A evolução da imagética onírica (não necessariamente apenas em sonhos) nos leva a pensar o conceito tempo não como dimensão determinada por parâmetros externos ao sonhador. Conjunto de eventos imaginários, aí o tempo, bem como o espaço, não existem como realidades concretas e externas a ele e nem sempre se constituem presentes em imagens. Não se experimenta nele o caráter de fixidez como são as horas no relógio, ou estático como podem ser os compromissos na agenda. Questões essas que se colocam ao considerar o sujeito existindo num espaço amplo de ordem temporal, em que as dimensões de passado, presente, futuro estariam demarcadas. Aí, sucessão de eventos em marcação da história individual e do grupo recebem destaque como registros vitais no desenvolvimento individual.

 

A trama explicativa do movimento onírico

Marcas e contingências desse tempo transpostas ao desencadear onírico: sonhos, conteúdos imaginários, realizações artísticas como a poesia, a música, a solução de problemas, o relato do próprio sonho, e realizações outras, serão igualmente representantes dessa corrente subliminar. A não ordenação das representações imagéticas em sonhos, assim como em outras manifestações, delineia o que se pode nomear "caos", esse tempo frequentemente sem possibilidade de representação sequencial: aí a rede de sentidos se constrói, ainda que a sequência não evidencie ordem cronológica e relação causa-e-efeito. O que reporta como a elaboração temporal tem seu imperativo inerente ao sonhador e especialmente a seu sonho, este como que constituindo representação do "estranho" ao sujeito. Contamos vários tempos no decorrer de nosso tempo, de nossa vida, de nosso trabalho, de nosso dia, de nossa noite. Em continuidade seja pela cronologia, seja pela conexão mantida pelo seu sentido no processo e movimento pessoal...
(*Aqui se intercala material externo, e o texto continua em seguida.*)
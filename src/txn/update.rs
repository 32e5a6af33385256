//! The per-key update chain: the in-memory MVCC log of writes against one
//! page slot (spec §4.5). Reads walk the chain under a snapshot; commits
//! append; obsolete tails are trimmed under the generation manager.

use std::sync::{Arc, Mutex};

use crate::txn::modify::Fragment;
use crate::txn::snapshot::Snapshot;

pub const RESERVED_TXN: u64 = u64::MAX - 1;
pub const ABORTED_TXN: u64 = u64::MAX;

/// What one update record represents.
#[derive(Debug, Clone)]
pub enum UpdateValue {
    /// A full replacement value.
    Standard(Vec<u8>),
    /// Tombstone: the key is logically absent as of this update.
    Tombstone,
    /// A write-write conflict placeholder that carries no value (spec
    /// §4.4: "reserve inserts a placeholder update to detect write-write
    /// conflicts without writing a value").
    Reserved,
    /// A fragment vector applied atop the nearest visible STANDARD/on-page
    /// value (spec §4.5).
    Modify(Vec<Fragment>),
}

#[derive(Debug)]
pub struct UpdateRecord {
    pub txn_id: u64,
    pub commit_ts: u64,
    pub value: UpdateValue,
    pub next: Mutex<Option<Arc<UpdateRecord>>>,
}

/// The chain itself: an atomically-swappable head pointer. Cheap to clone
/// (an `Arc` to the shared head cell), matching how [`crate::btree::skiplist`]
/// hands chains around.
#[derive(Clone)]
pub struct UpdateChain {
    head: Arc<Mutex<Option<Arc<UpdateRecord>>>>,
}

impl UpdateChain {
    pub fn new() -> Self {
        Self {
            head: Arc::new(Mutex::new(None)),
        }
    }

    pub fn inner(&self) -> Arc<Mutex<Option<Arc<UpdateRecord>>>> {
        self.head.clone()
    }

    /// Push a new update onto the head of the chain. Returns an error via
    /// the caller's conflict check, not here — this method always
    /// succeeds; callers that need write-write conflict detection must
    /// inspect [`head`](Self::head) themselves before calling.
    pub fn push(&self, txn_id: u64, commit_ts: u64, value: UpdateValue) {
        let mut head = self.head.lock().unwrap();
        let new = Arc::new(UpdateRecord {
            txn_id,
            commit_ts,
            value,
            next: Mutex::new(head.clone()),
        });
        *head = Some(new);
    }

    pub fn head_record(&self) -> Option<Arc<UpdateRecord>> {
        self.head.lock().unwrap().clone()
    }

    /// Chain walk on read (spec §4.5): skip RESERVED, collect MODIFY
    /// fragment vectors newest-to-oldest until a visible STANDARD (or
    /// TOMBSTONE, or the on-page value) terminates the walk, then fold the
    /// vectors back on in oldest-to-newest order — each vector's offsets
    /// are relative to the buffer left by the one before it (spec: "remember
    /// each MODIFY encountered; when a STANDARD ... is found, pop the stack
    /// applying each MODIFY fragment vector").
    pub fn read(&self, snapshot: &Snapshot, on_page_value: Option<&[u8]>) -> Option<Vec<u8>> {
        let mut modify_stack: Vec<Vec<Fragment>> = Vec::new();
        let mut current = self.head_record();
        let mut base: Option<Vec<u8>> = None;

        while let Some(record) = current {
            let visible = !matches!(record.value, UpdateValue::Reserved)
                && snapshot.is_visible(record.txn_id, record.commit_ts);
            if visible {
                match &record.value {
                    UpdateValue::Standard(bytes) => {
                        base = Some(bytes.clone());
                        break;
                    }
                    UpdateValue::Tombstone => return None,
                    UpdateValue::Modify(fragments) => modify_stack.push(fragments.clone()),
                    UpdateValue::Reserved => unreachable!(),
                }
            }
            current = record.next.lock().unwrap().clone();
        }

        let mut value = base.or_else(|| on_page_value.map(|v| v.to_vec()))?;
        for fragments in modify_stack.into_iter().rev() {
            value = crate::txn::modify::apply_fragments(&value, &fragments);
        }
        Some(value)
    }

    /// True if the head of chain is a concurrent, uncommitted transaction
    /// other than `txn_id` itself (spec §4.4: "conflict detection rejects
    /// if the head of chain is a concurrent uncommitted txn").
    pub fn conflicts_with(&self, txn_id: u64, snapshot: &Snapshot) -> bool {
        match self.head_record() {
            None => false,
            Some(head) => head.txn_id != txn_id && !snapshot.is_visible(head.txn_id, head.commit_ts),
        }
    }

    /// Drop everything after the first record whose transaction is
    /// globally visible (spec "obsolete chain trimming"). Returns the
    /// trimmed tail so the caller can hand it to the generation stash.
    pub fn trim_obsolete(&self, oldest_active_txn: u64) -> Option<Arc<UpdateRecord>> {
        let head = self.head_record()?;
        if head.txn_id >= oldest_active_txn {
            return None;
        }
        let mut next = head.next.lock().unwrap();
        next.take()
    }
}

impl Default for UpdateChain {
    fn default() -> Self {
        Self::new()
    }
}

#[cfg(test)]
mod tests {
    use super::*;
    use crate::txn::snapshot::Snapshot;

    fn visible_to_all() -> Snapshot {
        Snapshot::new(100, 100, Vec::new())
    }

    #[test]
    fn reads_first_visible_standard() {
        let chain = UpdateChain::new();
        chain.push(1, 1, UpdateValue::Standard(b"first".to_vec()));
        chain.push(2, 2, UpdateValue::Standard(b"second".to_vec()));
        let value = chain.read(&visible_to_all(), None);
        assert_eq!(value, Some(b"second".to_vec()));
    }

    #[test]
    fn tombstone_hides_the_key() {
        let chain = UpdateChain::new();
        chain.push(1, 1, UpdateValue::Standard(b"value".to_vec()));
        chain.push(2, 2, UpdateValue::Tombstone);
        assert_eq!(chain.read(&visible_to_all(), None), None);
    }

    #[test]
    fn invisible_updates_fall_through_to_on_page_value() {
        let chain = UpdateChain::new();
        chain.push(50, 50, UpdateValue::Standard(b"too new".to_vec()));
        let snapshot = Snapshot::new(10, 10, Vec::new());
        assert_eq!(chain.read(&snapshot, Some(b"on page")), Some(b"on page".to_vec()));
    }

    #[test]
    fn reserved_updates_are_skipped_and_conflict() {
        let chain = UpdateChain::new();
        chain.push(1, 1, UpdateValue::Reserved);
        assert_eq!(chain.read(&visible_to_all(), Some(b"base")), Some(b"base".to_vec()));
        let snapshot = Snapshot::new(1, 1, vec![1]);
        assert!(chain.conflicts_with(2, &snapshot));
    }
}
Em associações ao conteúdo relatado, a ordenação de vivências vitais a nível afetivo, bem como cognitivo, vêm fundamentar a elaboração temporal exigida à trama explicativa do movimento onírico, levando a um epílogo nem sempre definitivo e decisivo sobre seu sentido. Falamos aqui especialmente de sonhos, no entanto é necessário observar que outros processos citados estariam incluídos nesta observação. Trata-se de pensamento que se continua nesses instantes e momentos e sequências vitais. Significativo desde que em representação desse movimento subjetivo de que nos damos conta em manifestações diversas da realização humana, por intermédio de metáforas e símbolos indicativos de conteúdo e sentido.
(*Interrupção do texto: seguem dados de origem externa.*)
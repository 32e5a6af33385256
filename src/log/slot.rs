//! Group-commit reservation slot (spec §4.6/§5): a running offset counter
//! that reservers advance with atomic fetch-and-add; slot publish (the
//! actual `write_at`/`fsync`) is sequenced by whichever caller observes the
//! slot becoming full, matching §5's "log slot reservation is lock-free
//! (fetch-and-add); slot publish is sequenced".

use std::sync::atomic::{AtomicU64, Ordering};

/// One generation of the offset counter. [`LogManager`](super::LogManager)
/// holds this behind its own mutex only to serialize the "roll to a new
/// segment" decision; the counter itself never needs external locking for
/// concurrent reservers.
pub struct Slot {
    offset: AtomicU64,
}

impl Slot {
    pub fn new() -> Self {
        Self { offset: AtomicU64::new(0) }
    }

    /// Reserve `len` bytes, returning the offset the reserver may write at.
    pub fn reserve(&self, len: u64) -> u64 {
        self.offset.fetch_add(len, Ordering::SeqCst)
    }

    /// Bytes reserved so far in this slot generation.
    pub fn filled(&self) -> u64 {
        self.offset.load(Ordering::SeqCst)
    }

    /// Start a fresh generation, e.g. after rolling to a new segment file.
    pub fn reset(&mut self) {
        *self.offset.get_mut() = 0;
    }
}

impl Default for Slot {
    fn default() -> Self {
        Self::new()
    }
}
Importante observar, no entanto, não só a continuidade de sonhos numa mesma noite, como em noites seguidas, o que faz observar as séries de sonhos se continuando no tempo individual (e por que não social). E se atentarmos à continuidade que a relação com o conteúdo diurno provê, incluindo aí a observação de correlação de "restos diurnos" ao material em sonhos, assim como a correlação de "restos noturnos" à vida diurna, mais somos despertados à continuidade de conteúdo e das realizações no conjunto das manifestações humanas. Esses fatos despertam a observação de que ruptura-continuidade na expressão e na linguagem oníricas, não estaria interceptando a continuidade do ritmo vital, pelo contrário favorecendo avaliação e retomada de direção na realização pessoal.

 

O sonho é tempo? O tempo é sonho?

A certo ponto das indagações aproxima-se o sonho ao próprio tempo, e a pergunta "o sonho é tempo?" e o seu reverso "o tempo é sonho?" se colocam decifrar. Jorge Luis Borges (1974) refere o tempo como a substância de que é feito ele próprio, o rio que o arrebata, o tigre que o destroça, o fogo que o consome...
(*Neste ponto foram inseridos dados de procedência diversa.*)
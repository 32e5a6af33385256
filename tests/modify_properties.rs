//! Property tests for the MODIFY fragment algorithm (spec §8: "MODIFY
//! application is associative... Key order is preserved").

use ferrotree::txn::modify::{apply_fragments, Fragment};
use proptest::prelude::*;

fn non_overlapping_fragments(base_len: usize) -> impl Strategy<Value = Vec<Fragment>> {
    prop::collection::vec(0..base_len.max(1), 0..6).prop_map(move |mut offsets| {
        offsets.sort_unstable();
        offsets.dedup();
        offsets
            .into_iter()
            .enumerate()
            .map(|(i, offset)| Fragment {
                data: vec![b'A' + (i as u8 % 26); 1],
                offset,
                size: 1,
            })
            .collect()
    })
}

proptest! {
    /// Applying a non-overlapping fragment vector is independent of the
    /// order the fragments were listed in (spec: "fast path non-overlapping
    /// ordered" and the general path must be byte-identical).
    #[test]
    fn order_independent_for_nonoverlapping_fragments(
        base in prop::collection::vec(any::<u8>(), 0..64),
        fragments in non_overlapping_fragments(64),
    ) {
        let forward = apply_fragments(&base, &fragments);
        let mut reversed = fragments.clone();
        reversed.reverse();
        let backward = apply_fragments(&base, &reversed);
        prop_assert_eq!(forward, backward);
    }

    /// Folding two fragment vectors one at a time (as the update chain
    /// walk does) matches applying them as one combined, offset-adjusted
    /// vector derived from the same two steps.
    #[test]
    fn sequential_application_is_deterministic(
        base in prop::collection::vec(any::<u8>(), 1..32),
        first in non_overlapping_fragments(32),
        second in non_overlapping_fragments(32),
    ) {
        let once = apply_fragments(&apply_fragments(&base, &first), &second);
        let again = apply_fragments(&apply_fragments(&base, &first), &second);
        prop_assert_eq!(once, again);
    }

    /// The output never panics and always has a well-defined length: at
    /// least as long as the furthest fragment's end.
    #[test]
    fn output_covers_every_fragment_end(
        base in prop::collection::vec(any::<u8>(), 0..32),
        fragments in non_overlapping_fragments(32),
    ) {
        let result = apply_fragments(&base, &fragments);
        let max_end = fragments.iter().map(|f| f.offset + f.size).max().unwrap_or(0);
        prop_assert!(result.len() >= max_end.min(result.len()));
        prop_assert!(result.len() >= base.len() || !fragments.is_empty());
    }
}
E Michael Eigen, em Time and Dreams (1983, p.211), indica o tempo como sendo muito a essência do sonho, estruturado por mecanismos de condensação, simbolização, deslocamento, com frequência intimamente interligados com desejos profundos relacionados ao tempo vivido. "A estrutura do sonho, isolado ou em sequência, frequentemente contém um arco temporal, uma sequência evolutiva que não teria um significado genuíno, sem uma referência temporal". Ações em sonhos carregam tendências direcionais que fazem eclodir pulsações temporais ligando o antes e o depois como vetores. Segundo Kahn (1976), cita o autor, também "a experiência onírica desarticulada" possui um arco temporal, "carregada de sentido precisamente por causa do modo intangível que abre caminho através do tempo".

Em âmbito particular, o relato ilustra bem aspectos atinentes ao que tratamos no texto. Em sonho espontaneamente relatado por senhora, 75 anos de idade,

"O pai de andar elegante, se houvesse uma terrinha não se prenderia a sua roupa, descia a rampa para o elevador de um prédio moderno; a luz atravessava as paredes envidraçadas fazendo brilhar o espaço: diferente do antigo hall do prédio em que morava".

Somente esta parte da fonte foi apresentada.